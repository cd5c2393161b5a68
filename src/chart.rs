use crate::config::{FamilyTable, SeriesConfig};
use crate::decompose::{Decomposer, Factor};
use crate::extract::{Extractor, MetricKind};
use crate::record::{Direction, Record};
use crate::series::{assemble, assemble_decomposition, tradeoff, Series};
use anyhow::{Context, Result};
use plotters::prelude::*;
use std::path::{Path, PathBuf};

// Font sizes
// NOTE: These are intentionally large because SVGs are often viewed scaled down in browsers/docs.
const TITLE_FONT_SIZE: u32 = 36;
const AXIS_LABEL_FONT_SIZE: u32 = 24;
const TICK_LABEL_FONT_SIZE: u32 = 18;
const LEGEND_FONT_SIZE: u32 = 18;

const DEFAULT_MARGIN_BOTTOM: u32 = 55;
const DEFAULT_X_LABEL_AREA_SIZE: u32 = 60;
const CHART_SIZE: (u32, u32) = (1000, 600);

/// Fallback palette for labels without a fixed colour
const COLORS: &[RGBColor] = &[
    RGBColor(214, 39, 40),   // Red
    RGBColor(44, 160, 44),   // Green
    RGBColor(31, 119, 180),  // Blue
    RGBColor(148, 103, 189), // Purple
    RGBColor(255, 127, 14),  // Orange
    RGBColor(140, 86, 75),   // Brown
];

fn get_series_color(label: &str, index: usize) -> RGBColor {
    match label {
        "Proto + OpenZL" => COLORS[0],
        "Proto + zstd" => COLORS[1],
        "Arrow + zstd" => COLORS[2],
        "Arrow (No Dict) + zstd" => COLORS[3],
        _ => COLORS[index % COLORS.len()],
    }
}

/// Compact batch size label for log-scale ticks
fn format_batch_size(batch_size: f64) -> String {
    if batch_size <= 0.0 {
        return String::new();
    }
    // Only label powers of 10 on log axes (keeps SVGs readable).
    let log10 = batch_size.log10();
    if (log10 - log10.round()).abs() > 1e-6 {
        return String::new();
    }
    if batch_size >= 1_000_000.0 {
        format!("{:.0}M", batch_size / 1_000_000.0)
    } else if batch_size >= 1_000.0 {
        format!("{:.0}K", batch_size / 1_000.0)
    } else {
        format!("{:.0}", batch_size)
    }
}

/// Titles and decorations for one chart
#[derive(Debug, Clone)]
pub struct ChartSpec {
    pub title: String,
    pub x_desc: String,
    pub y_desc: String,
    /// Shade ±std around each line when points carry one
    pub show_std: bool,
    /// Grey horizontal marker, e.g. 1.0 on improvement charts
    pub reference_line: Option<f64>,
}

impl ChartSpec {
    pub fn new(title: impl Into<String>, y_desc: impl Into<String>) -> Self {
        Self {
            title: title.into(),
            x_desc: "Batch Size".to_string(),
            y_desc: y_desc.into(),
            show_std: true,
            reference_line: None,
        }
    }
}

/// Draw series against batch size (log x axis) into an SVG file.
///
/// Returns `false` without touching the file system when there is nothing
/// to draw.
pub fn render_series_chart(spec: &ChartSpec, series: &[Series], path: &Path) -> Result<bool> {
    let all_points = || series.iter().flat_map(|s| s.points.iter());
    if all_points().next().is_none() {
        return Ok(false);
    }

    let min_batch = all_points().map(|p| p.batch_size).min().unwrap_or(1).max(1) as f64;
    let max_batch = all_points().map(|p| p.batch_size).max().unwrap_or(1).max(1) as f64;
    let upper = |value: f64, std: Option<f64>| {
        if spec.show_std {
            value + std.unwrap_or(0.0)
        } else {
            value
        }
    };
    let max_value = all_points()
        .map(|p| upper(p.value, p.std))
        .chain(spec.reference_line)
        .fold(0.0_f64, f64::max);
    let y_max = if max_value > 0.0 { max_value * 1.1 } else { 1.0 };

    let root = SVGBackend::new(path, CHART_SIZE).into_drawing_area();
    root.fill(&WHITE)?;

    let mut chart = ChartBuilder::on(&root)
        .caption(&spec.title, ("sans-serif", TITLE_FONT_SIZE))
        .margin(20)
        .margin_bottom(DEFAULT_MARGIN_BOTTOM)
        .x_label_area_size(DEFAULT_X_LABEL_AREA_SIZE)
        .y_label_area_size(90)
        .build_cartesian_2d(
            (min_batch * 0.8..max_batch * 1.25).log_scale(),
            0.0..y_max,
        )?;

    chart
        .configure_mesh()
        .x_label_formatter(&|x| format_batch_size(*x))
        .x_desc(spec.x_desc.as_str())
        .y_desc(spec.y_desc.as_str())
        .label_style(("sans-serif", TICK_LABEL_FONT_SIZE))
        .axis_desc_style(("sans-serif", AXIS_LABEL_FONT_SIZE))
        .draw()?;

    if let Some(y) = spec.reference_line {
        chart.draw_series(LineSeries::new(
            vec![(min_batch * 0.8, y), (max_batch * 1.25, y)],
            RGBColor(128, 128, 128).stroke_width(2),
        ))?;
    }

    for (idx, s) in series.iter().enumerate() {
        if s.is_empty() {
            continue;
        }
        let color = get_series_color(&s.label, idx);
        let data: Vec<(f64, f64)> = s
            .points
            .iter()
            .map(|p| (p.batch_size as f64, p.value))
            .collect();

        if spec.show_std && s.points.iter().any(|p| p.std.is_some()) {
            let mut band: Vec<(f64, f64)> = s
                .points
                .iter()
                .map(|p| (p.batch_size as f64, p.value + p.std.unwrap_or(0.0)))
                .collect();
            band.extend(
                s.points
                    .iter()
                    .rev()
                    .map(|p| (p.batch_size as f64, (p.value - p.std.unwrap_or(0.0)).max(0.0))),
            );
            chart.draw_series(std::iter::once(Polygon::new(band, color.mix(0.15).filled())))?;
        }

        chart
            .draw_series(LineSeries::new(data.clone(), color.stroke_width(3)))?
            .label(s.label.as_str())
            .legend(move |(x, y)| PathElement::new(vec![(x, y), (x + 20, y)], color.stroke_width(3)));

        chart.draw_series(PointSeries::of_element(
            data,
            6,
            color.filled(),
            &|coord, size, style| EmptyElement::at(coord) + Circle::new((0, 0), size, style),
        ))?;
    }

    chart
        .configure_series_labels()
        .position(SeriesLabelPosition::UpperLeft)
        .background_style(WHITE.mix(0.8))
        .border_style(BLACK)
        .label_font(("sans-serif", LEGEND_FONT_SIZE))
        .draw()?;

    root.present()
        .with_context(|| format!("Failed to write {}", path.display()))?;
    Ok(true)
}

/// Draw speed-vs-ratio curves (linear axes), one line per label
pub fn render_tradeoff_chart(
    title: &str,
    x_desc: &str,
    lines: &[(String, Vec<(f64, f64)>)],
    path: &Path,
) -> Result<bool> {
    let all_points = || lines.iter().flat_map(|(_, points)| points.iter());
    if all_points().next().is_none() {
        return Ok(false);
    }

    let x_max = all_points().map(|p| p.0).fold(0.0_f64, f64::max);
    let y_max = all_points().map(|p| p.1).fold(0.0_f64, f64::max);
    let x_max = if x_max > 0.0 { x_max * 1.1 } else { 1.0 };
    let y_max = if y_max > 0.0 { y_max * 1.1 } else { 1.0 };

    let root = SVGBackend::new(path, CHART_SIZE).into_drawing_area();
    root.fill(&WHITE)?;

    let mut chart = ChartBuilder::on(&root)
        .caption(title, ("sans-serif", TITLE_FONT_SIZE))
        .margin(20)
        .margin_bottom(DEFAULT_MARGIN_BOTTOM)
        .x_label_area_size(DEFAULT_X_LABEL_AREA_SIZE)
        .y_label_area_size(90)
        .build_cartesian_2d(0.0..x_max, 0.0..y_max)?;

    chart
        .configure_mesh()
        .x_desc(x_desc)
        .y_desc("Compression Ratio (vs reference)")
        .label_style(("sans-serif", TICK_LABEL_FONT_SIZE))
        .axis_desc_style(("sans-serif", AXIS_LABEL_FONT_SIZE))
        .draw()?;

    for (idx, (label, points)) in lines.iter().enumerate() {
        if points.is_empty() {
            continue;
        }
        let color = get_series_color(label, idx);
        chart
            .draw_series(LineSeries::new(points.clone(), color.stroke_width(3)))?
            .label(label.as_str())
            .legend(move |(x, y)| PathElement::new(vec![(x, y), (x + 20, y)], color.stroke_width(3)));
        chart.draw_series(PointSeries::of_element(
            points.clone(),
            6,
            color.filled(),
            &|coord, size, style| EmptyElement::at(coord) + Circle::new((0, 0), size, style),
        ))?;
    }

    chart
        .configure_series_labels()
        .position(SeriesLabelPosition::UpperRight)
        .background_style(WHITE.mix(0.8))
        .border_style(BLACK)
        .label_font(("sans-serif", LEGEND_FONT_SIZE))
        .draw()?;

    root.present()
        .with_context(|| format!("Failed to write {}", path.display()))?;
    Ok(true)
}

/// What a planned chart draws
#[derive(Debug, Clone)]
pub enum ChartContent {
    /// Values against batch size
    Series(ChartSpec, Vec<Series>),
    /// Labelled (speed, ratio) curves
    Tradeoff {
        title: String,
        x_desc: String,
        lines: Vec<(String, Vec<(f64, f64)>)>,
    },
}

/// A chart to be written as `file_name` in the output directory
#[derive(Debug, Clone)]
pub struct ChartPlan {
    pub file_name: String,
    pub content: ChartContent,
}

impl ChartPlan {
    pub fn has_data(&self) -> bool {
        match &self.content {
            ChartContent::Series(_, series) => series.iter().any(|s| !s.is_empty()),
            ChartContent::Tradeoff { lines, .. } => lines.iter().any(|(_, points)| !points.is_empty()),
        }
    }

    /// Render into `output_dir`; `None` when there was nothing to draw
    pub fn render(&self, output_dir: &Path) -> Result<Option<PathBuf>> {
        let path = output_dir.join(&self.file_name);
        let drawn = match &self.content {
            ChartContent::Series(spec, series) => render_series_chart(spec, series, &path)?,
            ChartContent::Tradeoff {
                title,
                x_desc,
                lines,
            } => render_tradeoff_chart(title, x_desc, lines, &path)?,
        };
        Ok(drawn.then_some(path))
    }
}

fn metric_charts() -> Vec<MetricKind> {
    let mut kinds = vec![MetricKind::Ratio];
    for &direction in Direction::all() {
        kinds.push(MetricKind::E2eSpeed(direction));
        kinds.push(MetricKind::Time(direction));
    }
    kinds
}

/// Work out every chart for one dataset without drawing anything
pub fn plan_dataset_charts(
    records: &[Record],
    families: &FamilyTable,
    dataset: &str,
    configs: &[SeriesConfig],
) -> Vec<ChartPlan> {
    let extractor = Extractor::new(records, families);
    let decomposer = Decomposer::new(records, families);
    let mut plans = Vec::new();

    for kind in metric_charts() {
        let spec = ChartSpec::new(format!("{} - {}", dataset, kind.axis_label()), kind.axis_label());
        plans.push(ChartPlan {
            file_name: format!("{}_{}.svg", dataset, kind.slug()),
            content: ChartContent::Series(spec, assemble(&extractor, dataset, configs, kind)),
        });
    }

    for &factor in Factor::all() {
        let mut spec = ChartSpec::new(format!("{} - {}", dataset, factor.slug()), factor.axis_label());
        spec.reference_line = Some(1.0);
        plans.push(ChartPlan {
            file_name: format!("{}_{}.svg", dataset, factor.slug()),
            content: ChartContent::Series(
                spec,
                assemble_decomposition(&decomposer, dataset, configs, factor),
            ),
        });
    }

    let ratios = assemble(&extractor, dataset, configs, MetricKind::Ratio);
    if let Some((leader, rest)) = ratios.split_first() {
        let improvements: Vec<Series> = rest
            .iter()
            .map(|other| leader.ratio_over(other, format!("{} over {}", leader.label, other.label)))
            .filter(|s| !s.is_empty())
            .collect();
        let mut spec = ChartSpec::new(
            format!("{} - {} Improvement", dataset, leader.label),
            "Improvement Ratio",
        );
        spec.reference_line = Some(1.0);
        plans.push(ChartPlan {
            file_name: format!("{}_improvement_ratio.svg", dataset),
            content: ChartContent::Series(spec, improvements),
        });
    }

    for &direction in Direction::all() {
        let speeds = assemble(&extractor, dataset, configs, MetricKind::E2eSpeed(direction));
        let lines = speeds
            .iter()
            .filter_map(|speed| {
                let ratio = ratios.iter().find(|r| r.label == speed.label)?;
                Some((speed.label.clone(), tradeoff(speed, ratio)))
            })
            .collect();
        plans.push(ChartPlan {
            file_name: format!("{}_{}_tradeoff.svg", dataset, direction.name()),
            content: ChartContent::Tradeoff {
                title: format!("{} - {} Speed vs Ratio", dataset, direction.name()),
                x_desc: MetricKind::E2eSpeed(direction).axis_label(),
                lines,
            },
        });
    }

    plans
}

/// Generate all charts for one dataset; returns the files written
pub fn generate_dataset_charts(
    records: &[Record],
    families: &FamilyTable,
    dataset: &str,
    configs: &[SeriesConfig],
    output_dir: &Path,
) -> Result<Vec<PathBuf>> {
    std::fs::create_dir_all(output_dir).context("Failed to create output directory")?;

    let mut written = Vec::new();
    for plan in plan_dataset_charts(records, families, dataset, configs) {
        if let Some(path) = plan.render(output_dir)? {
            written.push(path);
        }
    }
    Ok(written)
}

## Instructions for the task
Within the entries, count the lines containing the string "axes" and state nothing but the result.

## Output for this exercise
2